(SUPPLIED DATA begins)
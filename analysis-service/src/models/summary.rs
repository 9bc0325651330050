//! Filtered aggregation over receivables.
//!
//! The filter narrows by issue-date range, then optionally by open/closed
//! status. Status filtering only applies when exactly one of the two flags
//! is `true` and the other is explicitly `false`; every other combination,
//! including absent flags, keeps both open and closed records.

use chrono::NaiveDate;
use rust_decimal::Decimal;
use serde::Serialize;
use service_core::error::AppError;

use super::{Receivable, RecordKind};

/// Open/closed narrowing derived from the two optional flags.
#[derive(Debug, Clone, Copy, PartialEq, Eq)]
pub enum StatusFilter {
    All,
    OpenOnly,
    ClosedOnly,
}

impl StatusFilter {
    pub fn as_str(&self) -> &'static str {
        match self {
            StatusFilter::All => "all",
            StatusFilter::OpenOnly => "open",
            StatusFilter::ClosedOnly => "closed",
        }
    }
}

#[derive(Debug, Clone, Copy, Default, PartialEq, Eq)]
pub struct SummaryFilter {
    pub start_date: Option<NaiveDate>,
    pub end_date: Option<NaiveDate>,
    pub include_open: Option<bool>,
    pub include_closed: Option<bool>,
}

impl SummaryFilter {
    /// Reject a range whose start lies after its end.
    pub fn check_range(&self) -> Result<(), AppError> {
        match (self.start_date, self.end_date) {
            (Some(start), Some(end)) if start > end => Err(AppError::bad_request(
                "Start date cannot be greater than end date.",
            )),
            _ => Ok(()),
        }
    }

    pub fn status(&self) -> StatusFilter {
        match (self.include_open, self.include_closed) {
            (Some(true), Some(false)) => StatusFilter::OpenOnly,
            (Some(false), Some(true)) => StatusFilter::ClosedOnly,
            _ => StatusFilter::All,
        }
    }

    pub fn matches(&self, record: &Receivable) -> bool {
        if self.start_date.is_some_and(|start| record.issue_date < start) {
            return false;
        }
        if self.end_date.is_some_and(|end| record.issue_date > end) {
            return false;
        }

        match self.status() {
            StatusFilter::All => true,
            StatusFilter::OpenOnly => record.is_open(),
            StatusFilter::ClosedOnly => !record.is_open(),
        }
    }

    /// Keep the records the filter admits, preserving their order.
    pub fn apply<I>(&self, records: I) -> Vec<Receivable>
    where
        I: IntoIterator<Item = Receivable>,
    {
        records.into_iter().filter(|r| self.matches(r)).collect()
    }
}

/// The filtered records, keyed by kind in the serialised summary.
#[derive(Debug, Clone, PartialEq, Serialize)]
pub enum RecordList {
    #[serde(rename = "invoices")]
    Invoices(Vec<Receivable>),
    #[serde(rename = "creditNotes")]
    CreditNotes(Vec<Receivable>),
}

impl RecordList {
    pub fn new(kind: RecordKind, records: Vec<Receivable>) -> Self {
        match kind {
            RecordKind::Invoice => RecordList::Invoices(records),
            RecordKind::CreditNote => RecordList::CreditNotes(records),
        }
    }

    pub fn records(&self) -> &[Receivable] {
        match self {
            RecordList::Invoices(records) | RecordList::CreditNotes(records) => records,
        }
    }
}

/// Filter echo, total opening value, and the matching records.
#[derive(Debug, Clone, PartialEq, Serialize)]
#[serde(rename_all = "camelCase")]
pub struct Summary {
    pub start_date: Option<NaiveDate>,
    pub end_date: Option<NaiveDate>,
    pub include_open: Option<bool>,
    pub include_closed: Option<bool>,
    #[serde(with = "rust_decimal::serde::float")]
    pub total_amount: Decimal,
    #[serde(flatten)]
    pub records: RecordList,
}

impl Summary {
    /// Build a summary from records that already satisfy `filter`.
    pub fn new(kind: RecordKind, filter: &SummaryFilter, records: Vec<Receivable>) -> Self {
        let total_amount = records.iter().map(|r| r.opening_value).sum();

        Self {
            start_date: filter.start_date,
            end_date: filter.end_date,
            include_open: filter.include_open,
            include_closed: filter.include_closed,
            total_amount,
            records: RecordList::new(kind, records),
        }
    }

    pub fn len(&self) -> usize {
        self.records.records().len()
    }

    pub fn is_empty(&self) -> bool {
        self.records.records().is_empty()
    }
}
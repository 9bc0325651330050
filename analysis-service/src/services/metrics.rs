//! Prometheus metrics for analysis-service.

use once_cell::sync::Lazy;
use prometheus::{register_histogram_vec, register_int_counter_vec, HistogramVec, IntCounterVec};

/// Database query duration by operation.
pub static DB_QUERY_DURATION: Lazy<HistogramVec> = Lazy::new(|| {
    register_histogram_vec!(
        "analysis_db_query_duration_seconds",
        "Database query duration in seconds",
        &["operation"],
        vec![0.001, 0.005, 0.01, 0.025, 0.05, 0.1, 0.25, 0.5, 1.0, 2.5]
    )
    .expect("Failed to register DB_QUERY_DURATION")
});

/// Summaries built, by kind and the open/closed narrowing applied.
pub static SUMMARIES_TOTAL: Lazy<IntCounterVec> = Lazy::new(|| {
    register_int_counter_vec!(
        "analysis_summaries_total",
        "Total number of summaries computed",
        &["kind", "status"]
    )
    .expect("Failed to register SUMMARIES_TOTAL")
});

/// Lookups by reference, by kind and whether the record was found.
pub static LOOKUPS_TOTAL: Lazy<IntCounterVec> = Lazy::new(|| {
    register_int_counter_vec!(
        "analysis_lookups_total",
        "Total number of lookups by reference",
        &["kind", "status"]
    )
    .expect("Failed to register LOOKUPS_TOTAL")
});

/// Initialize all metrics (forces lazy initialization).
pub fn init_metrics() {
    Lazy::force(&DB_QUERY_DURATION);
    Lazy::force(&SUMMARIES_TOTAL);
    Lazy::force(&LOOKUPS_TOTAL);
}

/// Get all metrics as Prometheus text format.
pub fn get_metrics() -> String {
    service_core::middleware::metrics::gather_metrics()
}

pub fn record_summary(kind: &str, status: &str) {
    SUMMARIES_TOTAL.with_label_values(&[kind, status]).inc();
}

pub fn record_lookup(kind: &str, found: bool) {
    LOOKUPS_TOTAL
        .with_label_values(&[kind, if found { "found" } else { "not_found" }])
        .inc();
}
(SUPPLIED DATA ends)
- **EXERCISE DESCRIPTION**:
Write every line of the material out again exactly.

- **WRITTEN REPLY**:
filename analysis-service/src/models/summary.rs
repository 9bc0325651330050
//! Filtered aggregation over receivables.
//!
//! The filter narrows by issue-date range, then optionally by open/closed
//! status. Status filtering only applies when exactly one of the two flags
//! is `true` and the other is explicitly `false`; every other combination,
//! including absent flags, keeps both open and closed records.

use chrono::NaiveDate;
use rust_decimal::Decimal;
use serde::Serialize;
use service_core::error::AppError;

use super::{Receivable, RecordKind};

/// Open/closed narrowing derived from the two optional flags.
#[derive(Debug, Clone, Copy, PartialEq, Eq)]
pub enum StatusFilter {
    All,
    OpenOnly,
    ClosedOnly,
}

impl StatusFilter {
    pub fn as_str(&self) -> &'static str {
        match self {
            StatusFilter::All => "all",
            StatusFilter::OpenOnly => "open",
            StatusFilter::ClosedOnly => "closed",
        }
    }
}

#[derive(Debug, Clone, Copy, Default, PartialEq, Eq)]
pub struct SummaryFilter {
    pub start_date: Option<NaiveDate>,
    pub end_date: Option<NaiveDate>,
    pub include_open: Option<bool>,
    pub include_closed: Option<bool>,
}

impl SummaryFilter {
    /// Reject a range whose start lies after its end.
    pub fn check_range(&self) -> Result<(), AppError> {
        match (self.start_date, self.end_date) {
            (Some(start), Some(end)) if start > end => Err(AppError::bad_request(
                "Start date cannot be greater than end date.",
            )),
            _ => Ok(()),
        }
    }

    pub fn status(&self) -> StatusFilter {
        match (self.include_open, self.include_closed) {
            (Some(true), Some(false)) => StatusFilter::OpenOnly,
            (Some(false), Some(true)) => StatusFilter::ClosedOnly,
            _ => StatusFilter::All,
        }
    }

    pub fn matches(&self, record: &Receivable) -> bool {
        if self.start_date.is_some_and(|start| record.issue_date < start) {
            return false;
        }
        if self.end_date.is_some_and(|end| record.issue_date > end) {
            return false;
        }

        match self.status() {
            StatusFilter::All => true,
            StatusFilter::OpenOnly => record.is_open(),
            StatusFilter::ClosedOnly => !record.is_open(),
        }
    }

    /// Keep the records the filter admits, preserving their order.
    pub fn apply<I>(&self, records: I) -> Vec<Receivable>
    where
        I: IntoIterator<Item = Receivable>,
    {
        records.into_iter().filter(|r| self.matches(r)).collect()
    }
}

/// The filtered records, keyed by kind in the serialised summary.
#[derive(Debug, Clone, PartialEq, Serialize)]
pub enum RecordList {
    #[serde(rename = "invoices")]
    Invoices(Vec<Receivable>),
    #[serde(rename = "creditNotes")]
    CreditNotes(Vec<Receivable>),
}

impl RecordList {
    pub fn new(kind: RecordKind, records: Vec<Receivable>) -> Self {
        match kind {
            RecordKind::Invoice => RecordList::Invoices(records),
            RecordKind::CreditNote => RecordList::CreditNotes(records),
        }
    }

    pub fn records(&self) -> &[Receivable] {
        match self {
            RecordList::Invoices(records) | RecordList::CreditNotes(records) => records,
        }
    }
}

/// Filter echo, total opening value, and the matching records.
#[derive(Debug, Clone, PartialEq, Serialize)]
#[serde(rename_all = "camelCase")]
pub struct Summary {
    pub start_date: Option<NaiveDate>,
    pub end_date: Option<NaiveDate>,
    pub include_open: Option<bool>,
    pub include_closed: Option<bool>,
    #[serde(with = "rust_decimal::serde::float")]
    pub total_amount: Decimal,
    #[serde(flatten)]
    pub records: RecordList,
}

impl Summary {
    /// Build a summary from records that already satisfy `filter`.
    pub fn new(kind: RecordKind, filter: &SummaryFilter, records: Vec<Receivable>) -> Self {
        let total_amount = records.iter().map(|r| r.opening_value).sum();

        Self {
            start_date: filter.start_date,
            end_date: filter.end_date,
            include_open: filter.include_open,
            include_closed: filter.include_closed,
            total_amount,
            records: RecordList::new(kind, records),
        }
    }

    pub fn len(&self) -> usize {
        self.records.records().len()
    }

    pub fn is_empty(&self) -> bool {
        self.records.records().is_empty()
    }
}
repository 9bc0325651330050
filename analysis-service/src/services/metrics.rs
//! Prometheus metrics for analysis-service.

use once_cell::sync::Lazy;
use prometheus::{register_histogram_vec, register_int_counter_vec, HistogramVec, IntCounterVec};

/// Database query duration by operation.
pub static DB_QUERY_DURATION: Lazy<HistogramVec> = Lazy::new(|| {
    register_histogram_vec!(
        "analysis_db_query_duration_seconds",
        "Database query duration in seconds",
        &["operation"],
        vec![0.001, 0.005, 0.01, 0.025, 0.05, 0.1, 0.25, 0.5, 1.0, 2.5]
    )
    .expect("Failed to register DB_QUERY_DURATION")
});

/// Summaries built, by kind and the open/closed narrowing applied.
pub static SUMMARIES_TOTAL: Lazy<IntCounterVec> = Lazy::new(|| {
    register_int_counter_vec!(
        "analysis_summaries_total",
        "Total number of summaries computed",
        &["kind", "status"]
    )
    .expect("Failed to register SUMMARIES_TOTAL")
});

/// Lookups by reference, by kind and whether the record was found.
pub static LOOKUPS_TOTAL: Lazy<IntCounterVec> = Lazy::new(|| {
    register_int_counter_vec!(
        "analysis_lookups_total",
        "Total number of lookups by reference",
        &["kind", "status"]
    )
    .expect("Failed to register LOOKUPS_TOTAL")
});

/// Initialize all metrics (forces lazy initialization).
pub fn init_metrics() {
    Lazy::force(&DB_QUERY_DURATION);
    Lazy::force(&SUMMARIES_TOTAL);
    Lazy::force(&LOOKUPS_TOTAL);
}

/// Get all metrics as Prometheus text format.
pub fn get_metrics() -> String {
    service_core::middleware::metrics::gather_metrics()
}

pub fn record_summary(kind: &str, status: &str) {
    SUMMARIES_TOTAL.with_label_values(&[kind, status]).inc();
}

pub fn record_lookup(kind: &str, found: bool) {
    LOOKUPS_TOTAL
        .with_label_values(&[kind, if found { "found" } else { "not_found" }])
        .inc();
}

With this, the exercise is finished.